We’ve learned what it’s like to fall short and keep moving forward…I think this is a really important point. We all come from such great schools, we are all very much “type A”, and we all love to succeed. However, this is not an easy task for anyone, and we would be crazy to think that Optometry school was going to be a walk in the park. There are always bumps along any journey, some more eye opening than others, but in the end, we just keep moving forward.

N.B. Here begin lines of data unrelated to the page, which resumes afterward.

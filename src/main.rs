//! cfapi - command-line front end to the Cloudflare API client

mod cli;
mod output;

use anyhow::Result;
use clap::Parser;
use tokio_util::sync::CancellationToken;
use tracing_subscriber::{layer::SubscriberExt, util::SubscriberInitExt, EnvFilter};

use crate::cli::{Cli, Commands, Context};

#[tokio::main]
async fn main() -> Result<()> {
    // Load .env file
    dotenvy::dotenv().ok();

    let cli = Cli::parse();

    let default_level = if cli.verbose { "debug" } else { "info" };
    tracing_subscriber::registry()
        .with(EnvFilter::try_from_default_env().unwrap_or_else(|_| EnvFilter::new(default_level)))
        .with(tracing_subscriber::fmt::layer().without_time())
        .init();

    let mut config = cfapi::Config::load()?;
    if let Some(format) = cli.format.as_deref() {
        config.output_format = cfapi::OutputFormat::parse(format);
    }

    // Ctrl-C cancels whatever request is in flight.
    let cancel = CancellationToken::new();
    let on_signal = cancel.clone();
    tokio::spawn(async move {
        if tokio::signal::ctrl_c().await.is_ok() {
            on_signal.cancel();
        }
    });

    let ctx = Context::new(config, cli.account, cancel)?;

    let result = match cli.command {
        Commands::Lists(args) => cli::lists::execute(&ctx, args).await,
        Commands::Access(args) => cli::access::execute(&ctx, args).await,
        Commands::Members(args) => cli::members::execute(&ctx, args).await,
        Commands::Kv(args) => cli::kv::execute(&ctx, args).await,
        Commands::Raw(args) => cli::raw::execute(&ctx, args).await,
    };

    if let Err(err) = &result {
        if let Some(ray_id) = err
            .downcast_ref::<cfapi::Error>()
            .and_then(cfapi::Error::ray_id)
        {
            output::warning(&format!("ray id: {}", ray_id));
        }
    }
    result
}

Last, but certainly not least, we have learned that the dream is very much alive because we have made it to the end of our very first semester! Just typing those words makes me feel phenomenal. Though we have a long way to go, I like to think we’ve come a long way, and I’m thrilled to see where our paths lead. Cheers to the end of first semester, and to the beginning of a new year!


Too blessed to be stressed

It’s no secret that grad school, medical school, optometry school, and just about any professional school involves a hefty amount of work, which, of course, induces stress. Why go through all of this stress you may ask? Well, for some, school comes naturally, for others, it’s the dream of helping others, and for many, it’s all about following the dream.

I’ve dreamt of the day I would sit in my respective Optometry school’s classrooms, but never did I imagine to be so fortunate as to attend THE Ohio State University. The name definitely holds a profound amount of prestige, and as I make my way through exploring the campus and all that Columbus has to offer, I find myself realizing that I am indeed too blessed to be stressed.

Optometry school has been my dream since high school. When I attended some of my very first freshmen biology courses in undergrad, I wondered if that dream would remain possible. I should know better than to even doubt myself minutely, because giving up is not in my nature. I think that’s something everyone in the class of 2021 has in common; we’re no quitters, and we fought to get here. Our perseverance is alive in well as we trek every day to Fry 22.

We are too blessed to be stressed because no matter how many exams are thrown at us, how many hours of labs we attend, how many mistakes we make, how much money is spent on tuition, we have made it to a point in life that not many people get to partake in. We are in the process of becoming the future primary care providers of vision, and that is a privilege. We are endowed with so much knowledge (sometimes so much that we feel our brains might leak onto the table right there in front of us). We hold the future in our hands. It’s not all about the grades, the numbers, or the person who already knows how to work a slit lamp or a Fundus camera. It’s about the journey, and I am so excited to continue this journey with the class of 2021.